_What you have to do_:
What number of lines in the entries below include the string "matches"? Respond with that number alone.

_Task data_:
»»
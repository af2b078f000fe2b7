//! Value marshalling between the host and V8.
//!
//! Import (host → V8) can fail: strings too long for V8, objects from another
//! isolate. Export (V8 → host) cannot; anything without a better mapping
//! becomes a [`V8Object`] holder.

use crate::context::{ContextInner, ContextState};
use crate::error::{Error, ScriptError};
use crate::holder::{SharedObjectInfo, V8Object};
use crate::host_object::{self, exception};
use crate::value::{BigIntValue, JsString, Value, ValueFlags, ValueSubtype};

/// Run `f` under a `TryCatch` and turn a failure into an [`Error`].
///
/// `f` returns `None` when a V8 call failed; the caught exception (or the
/// pending termination) decides the error kind.
pub(crate) fn try_catch<'s, R>(
    scope: &mut v8::PinScope<'s, '_>,
    cx: &ContextInner,
    state: &ContextState,
    f: impl FnOnce(&mut v8::PinScope<'s, '_>) -> Option<R>,
) -> Result<R, Error> {
    let tc = std::pin::pin!(v8::TryCatch::new(scope));
    let mut tc = tc.init();

    if let Some(value) = f(&mut tc) {
        if !tc.has_caught() {
            return Ok(value);
        }
    }

    if tc.has_terminated() || cx.isolate.is_execution_terminating() {
        return Err(if cx.isolate.out_of_memory() {
            Error::OutOfMemory
        } else {
            Error::interrupted()
        });
    }

    let Some(exception) = tc.exception() else {
        return Err(Error::general("Script execution failed"));
    };

    if let Some(host_error) = exception::take_host_error(&mut tc, state, exception) {
        return Err(Error::Host(host_error));
    }

    let message = exception
        .to_string(&mut tc)
        .map(|s| s.to_rust_string_lossy(&mut tc))
        .or_else(|| tc.message().map(|m| m.get(&mut tc).to_rust_string_lossy(&mut tc)))
        .unwrap_or_else(|| "Script execution failed".to_string());
    let stack_trace = tc
        .stack_trace()
        .and_then(|stack| stack.to_string(&mut tc))
        .map(|stack| stack.to_rust_string_lossy(&mut tc));

    let exception = export_value(&mut tc, cx, state, exception);
    Err(Error::General(ScriptError {
        message,
        stack_trace,
        exception: Some(exception),
        ..ScriptError::new(String::new())
    }))
}

pub(crate) fn import_value<'s>(
    scope: &mut v8::PinScope<'s, '_>,
    cx: &ContextInner,
    state: &ContextState,
    value: &Value,
) -> Result<v8::Local<'s, v8::Value>, Error> {
    let imported: v8::Local<v8::Value> = match value {
        Value::Nonexistent | Value::Undefined => v8::undefined(scope).into(),
        Value::Null => v8::null(scope).into(),
        Value::Boolean(b) => v8::Boolean::new(scope, *b).into(),
        Value::Number(n) => v8::Number::new(scope, *n).into(),
        Value::Int32(n) => v8::Integer::new(scope, *n).into(),
        Value::UInt32(n) => v8::Integer::new_from_unsigned(scope, *n).into(),
        Value::String(s) => v8::String::new_from_two_byte(scope, s.as_utf16(), v8::NewStringType::Normal)
            .ok_or_else(|| Error::general("RangeError: Invalid string length"))?
            .into(),
        Value::DateTime(ms) => v8::Date::new(scope, *ms)
            .ok_or_else(|| Error::general("RangeError: Invalid time value"))?
            .into(),
        Value::BigInt(b) => {
            let words: &[u64] = if b.words.is_empty() { &[0] } else { &b.words };
            v8::BigInt::new_from_words(scope, b.negative, words)
                .ok_or_else(|| Error::general("RangeError: Maximum BigInt size exceeded"))?
                .into()
        }
        Value::V8Object(object) => {
            if !object.is_from(&cx.isolate) {
                return Err(Error::ProxyFailure(
                    "The object belongs to a different V8 isolate".to_string(),
                ));
            }
            v8::Local::new(scope, object.global()).into()
        }
        Value::HostObject(holder) => host_object::wrap(scope, cx, state, holder)?.into(),
    };
    Ok(imported)
}

/// Import every argument before anything runs.
pub(crate) fn import_args<'s>(
    scope: &mut v8::PinScope<'s, '_>,
    cx: &ContextInner,
    state: &ContextState,
    args: &[Value],
) -> Result<Vec<v8::Local<'s, v8::Value>>, Error> {
    args.iter().map(|arg| import_value(scope, cx, state, arg)).collect()
}

pub(crate) fn export_value(
    scope: &mut v8::PinScope<'_, '_>,
    cx: &ContextInner,
    state: &ContextState,
    value: v8::Local<'_, v8::Value>,
) -> Value {
    if value.is_undefined() {
        return Value::Undefined;
    }
    if value.is_null() {
        return Value::Null;
    }
    if value.is_boolean() {
        return Value::Boolean(value.is_true());
    }
    if value.is_number() {
        // -0 is not an int32 to V8, so it stays a Number
        if value.is_int32() {
            return Value::Int32(value.int32_value(scope).unwrap_or_default());
        }
        if value.is_uint32() {
            return Value::UInt32(value.uint32_value(scope).unwrap_or_default());
        }
        return Value::Number(value.number_value(scope).unwrap_or(f64::NAN));
    }
    if let Ok(s) = v8::Local::<v8::String>::try_from(value) {
        return Value::String(export_string(scope, s));
    }
    if let Ok(b) = v8::Local::<v8::BigInt>::try_from(value) {
        let mut words = vec![0u64; b.word_count()];
        let (negative, words) = b.to_words_array(&mut words);
        return Value::BigInt(BigIntValue::new(negative, words.to_vec()));
    }
    if cx.options.enable_date_time_conversion {
        if let Ok(date) = v8::Local::<v8::Date>::try_from(value) {
            return Value::DateTime(date.value_of());
        }
    }

    let Ok(object) = v8::Local::<v8::Object>::try_from(value) else {
        // symbols
        return Value::Undefined;
    };
    if let Some(holder) = host_object::unwrap(scope, state, object) {
        return Value::HostObject(holder);
    }

    let (subtype, flags) = classify(value);
    let shared = if subtype.is_array_buffer_or_view() {
        shared_info(scope, object)
    } else {
        None
    };
    Value::V8Object(V8Object::new(scope, cx, object, subtype, flags, shared))
}

pub(crate) fn export_string(scope: &mut v8::PinScope<'_, '_>, s: v8::Local<'_, v8::String>) -> JsString {
    let mut units = vec![0u16; s.length()];
    s.write_v2(scope, 0, &mut units, v8::WriteFlags::empty());
    JsString::from_utf16(units)
}

fn classify(value: v8::Local<'_, v8::Value>) -> (ValueSubtype, ValueFlags) {
    let mut flags = ValueFlags::empty();
    let subtype = if value.is_function() {
        if value.is_async_function() {
            flags |= ValueFlags::ASYNC;
        }
        if value.is_generator_function() {
            flags |= ValueFlags::GENERATOR;
        }
        ValueSubtype::Function
    } else if value.is_generator_object() {
        flags |= ValueFlags::GENERATOR;
        ValueSubtype::Iterator
    } else if value.is_map_iterator() || value.is_set_iterator() {
        ValueSubtype::Iterator
    } else if value.is_promise() {
        ValueSubtype::Promise
    } else if value.is_array() {
        ValueSubtype::Array
    } else if value.is_array_buffer() {
        ValueSubtype::ArrayBuffer
    } else if value.is_shared_array_buffer() {
        flags |= ValueFlags::SHARED;
        ValueSubtype::ArrayBuffer
    } else if value.is_data_view() {
        ValueSubtype::DataView
    } else if value.is_typed_array() {
        typed_array_subtype(value)
    } else {
        ValueSubtype::None
    };
    (subtype, flags)
}

fn typed_array_subtype(value: v8::Local<'_, v8::Value>) -> ValueSubtype {
    if value.is_uint8_array() {
        ValueSubtype::Uint8Array
    } else if value.is_uint8_clamped_array() {
        ValueSubtype::Uint8ClampedArray
    } else if value.is_int8_array() {
        ValueSubtype::Int8Array
    } else if value.is_uint16_array() {
        ValueSubtype::Uint16Array
    } else if value.is_int16_array() {
        ValueSubtype::Int16Array
    } else if value.is_uint32_array() {
        ValueSubtype::Uint32Array
    } else if value.is_int32_array() {
        ValueSubtype::Int32Array
    } else if value.is_big_uint64_array() {
        ValueSubtype::BigUint64Array
    } else if value.is_big_int64_array() {
        ValueSubtype::BigInt64Array
    } else if value.is_float32_array() {
        ValueSubtype::Float32Array
    } else if value.is_float64_array() {
        ValueSubtype::Float64Array
    } else {
        // Float16Array and friends
        ValueSubtype::None
    }
}

fn shared_info(scope: &mut v8::PinScope<'_, '_>, object: v8::Local<'_, v8::Object>) -> Option<SharedObjectInfo> {
    if let Ok(buffer) = v8::Local::<v8::ArrayBuffer>::try_from(object) {
        let size = buffer.byte_length();
        return Some(SharedObjectInfo::new(buffer.get_backing_store(), 0, size, size));
    }
    if let Ok(buffer) = v8::Local::<v8::SharedArrayBuffer>::try_from(object) {
        let size = buffer.byte_length();
        return Some(SharedObjectInfo::new(buffer.get_backing_store(), 0, size, size));
    }
    let view = v8::Local::<v8::ArrayBufferView>::try_from(object).ok()?;
    let buffer = view.buffer(scope)?;
    let offset = view.byte_offset();
    let size = view.byte_length();
    let length = match v8::Local::<v8::TypedArray>::try_from(object) {
        Ok(typed) => typed.length(),
        Err(_) => size,
    };
    Some(SharedObjectInfo::new(buffer.get_backing_store(), offset, size, length))
}

#[cfg(test)]
mod tests {
    use crate::{ContextOptions, DocumentInfo, JsString, V8Isolate, Value, ValueFlags, ValueSubtype};

    fn eval(context: &crate::V8Context, code: &str) -> Value {
        context.execute(&DocumentInfo::script("marshal.js"), code, true).unwrap()
    }

    #[test]
    fn numbers_pick_the_narrowest_kind() {
        let isolate = V8Isolate::with_defaults().unwrap();
        let context = isolate.create_context(ContextOptions::default()).unwrap();

        assert_eq!(eval(&context, "-5"), Value::Int32(-5));
        assert_eq!(eval(&context, "4294967295"), Value::UInt32(u32::MAX));
        assert_eq!(eval(&context, "-0"), Value::Number(-0.0));
        assert_eq!(eval(&context, "1.5"), Value::Number(1.5));
        assert_eq!(eval(&context, "2 ** 53"), Value::Number(9007199254740992.0));
    }

    #[test]
    fn lone_surrogates_survive_export() {
        let isolate = V8Isolate::with_defaults().unwrap();
        let context = isolate.create_context(ContextOptions::default()).unwrap();

        let value = eval(&context, "'\\uD800x'");
        assert_eq!(value, Value::String(JsString::from_utf16(vec![0xD800, b'x' as u16])));
    }

    #[test]
    fn dates_follow_the_context_option() {
        let isolate = V8Isolate::with_defaults().unwrap();
        let plain = isolate.create_context(ContextOptions::default()).unwrap();
        let converting = isolate
            .create_context(ContextOptions::default().enable_date_time_conversion(true))
            .unwrap();

        assert_eq!(eval(&converting, "new Date(86400000)"), Value::DateTime(86400000.0));
        assert!(matches!(eval(&plain, "new Date(0)"), Value::V8Object(_)));
    }

    #[test]
    fn objects_carry_subtype_and_flags() {
        let isolate = V8Isolate::with_defaults().unwrap();
        let context = isolate.create_context(ContextOptions::default()).unwrap();

        let f = eval(&context, "(async function () {})");
        assert_eq!(f.subtype(), ValueSubtype::Function);
        assert_eq!(f.flags(), ValueFlags::ASYNC);

        let g = eval(&context, "(function* () {})()");
        assert_eq!(g.subtype(), ValueSubtype::Iterator);
        assert_eq!(g.flags(), ValueFlags::GENERATOR);

        assert_eq!(eval(&context, "Promise.resolve(1)").subtype(), ValueSubtype::Promise);
        assert_eq!(eval(&context, "[1, 2]").subtype(), ValueSubtype::Array);
        assert_eq!(eval(&context, "new Float64Array(2)").subtype(), ValueSubtype::Float64Array);
        assert_eq!(eval(&context, "new SharedArrayBuffer(8)").flags(), ValueFlags::SHARED);
    }

    #[test]
    fn typed_array_views_expose_their_window() {
        let isolate = V8Isolate::with_defaults().unwrap();
        let context = isolate.create_context(ContextOptions::default()).unwrap();

        let value = eval(&context, "new Uint16Array(new ArrayBuffer(16), 4, 3).fill(0x0101)");
        let Value::V8Object(view) = value else {
            panic!("expected an object");
        };
        let info = view.shared_info().unwrap();
        assert_eq!((info.offset, info.size, info.length), (4, 6, 3));

        let sum: u32 = view.with_array_buffer_data(|bytes| bytes.iter().map(|b| *b as u32).sum()).unwrap();
        assert_eq!(sum, 6);
    }

    #[test]
    fn cross_isolate_objects_are_refused() {
        let a = V8Isolate::with_defaults().unwrap();
        let b = V8Isolate::with_defaults().unwrap();
        let ca = a.create_context(ContextOptions::default()).unwrap();
        let cb = b.create_context(ContextOptions::default()).unwrap();

        let object = eval(&ca, "({})");
        assert!(matches!(
            cb.set_global_property("o", object, false),
            Err(crate::Error::ProxyFailure(_))
        ));
    }
}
««
_Written response_:
2